Specifically, the process institutionalism model, adopting an action-centric approach to state extraction in history, and especially the early modern period, realizes a conjuncture between theoretical and empirical research on the relationships between actions and institutions. Theoretically, Weber (1978, 2012 [1913]) and Barbalet (2009a, b) outline the action-centric approach, which, in contrast to the institution-centric approach, permits theoretical accounts of the changes in institutions and the consciousness of actors in the process of actions. Schumpeter (1991 [1918]) and Campbell (1993) empirically demonstrate that actions in state extraction are crucial to changes in state institutions and other related institutions. However, they do not offer a coherent theoretical model for understanding the relationship between actions and institutions in state extraction. By employing an action-centric approach to review the literature on state extraction in history, the present study develops a process institutionalism model that facilitates a combination of theoretical and empirical research on the relationship between actions and institutions.

In addition, the process institutionalism model allows for an understanding of multiple incentives for diverse actors and their actions in the extraction process, in contrast to existing studies that focus on the actions of rulers and higher-level bureaucrats and presume that authoritative actors are persistently driven by the incentive to maximize state revenue while maintaining their reign. Moreover, unlike the institution-centric approach that does not explain the divergent institutional changes arising from similar initial institutional and structural characteristics, the process institutionalism model facilitates understanding the diversity of actions and subsequent institutional changes, beginning from similar institutional and structural characteristics.

Furthermore, by emphasizing the temporal processes of actions, the model involves time and event(s) in the causal analysis of institutional changes. Following Sewell’s (2005) eventful temporality, process institutionalism recognizes the time of action as neither totally consistent nor entirely discrete. Rather, it is an open-ended process involving a cluster of divergent possible behavioral choices. Along with Kiser and Linton’s (2002) and He’s (2013) studies of state extraction that emphasize the role of events in shaping the direction and tempo of institutional changes in state building, process institutionalism makes the indeterminate causal regularities inherent in the connection between state extraction and institutional changes accessible for analysis.
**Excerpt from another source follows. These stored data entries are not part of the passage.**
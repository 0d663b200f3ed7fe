use std::path::{Path, PathBuf};

use tracing::info;

use crate::error::SheetError;
use crate::roster::RosterStore;
use crate::sheet;

/// Writes a timestamped copy of the roster into the backup directory,
/// creating it if absent. The primary data file is never touched.
pub fn create_backup(
    backup_dir: &Path,
    source_label: &str,
    roster: &RosterStore,
) -> Result<PathBuf, SheetError> {
    std::fs::create_dir_all(backup_dir)?;

    let out_path = backup_dir.join(backup_filename(source_label));
    sheet::export(&out_path, roster)?;
    info!(path = %out_path.display(), "backup created");
    Ok(out_path)
}

fn backup_filename(source_label: &str) -> String {
    let stamp = sheet::timestamp_for_filename();
    let stem = source_label
        .rsplit_once('.')
        .map(|(stem, _)| stem)
        .unwrap_or(source_label);
    format!("backup_{stem}_{stamp}.csv")
}

#[cfg(test)]
mod tests {
    use super::*;

    #[test]
    fn filename_strips_extension_and_is_path_safe() {
        let name = backup_filename("students.csv");
        assert!(name.starts_with("backup_students_"));
        assert!(name.ends_with(".csv"));
        assert!(!name.contains(' '));
        assert!(!name.contains(':'));
    }

    #[test]
    fn filename_without_extension_keeps_label() {
        let name = backup_filename("roster");
        assert!(name.starts_with("backup_roster_"));
    }
}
This study attempted to illustrate the theoretical foundation of the process institutionalism model and to pave the way for applying it (and, therefore, the action-centric approach) to the study of state extraction in both Eastern and Western societies. In future research, more attention should be given to how the actions of rulers, officials, heads of local organizations, common peasants, money lenders, and other actors have led to the formations and changes in the tax states across regions and over time. Additionally, the comparative study of the historical processes of state formation across Eastern and Western societies will contribute to an understanding of the mechanisms of fiscal state formation that integrate agency, structure, and contingency into one causal narrative, accounting for institutional changes (Sewell 2005; He 2013: 180).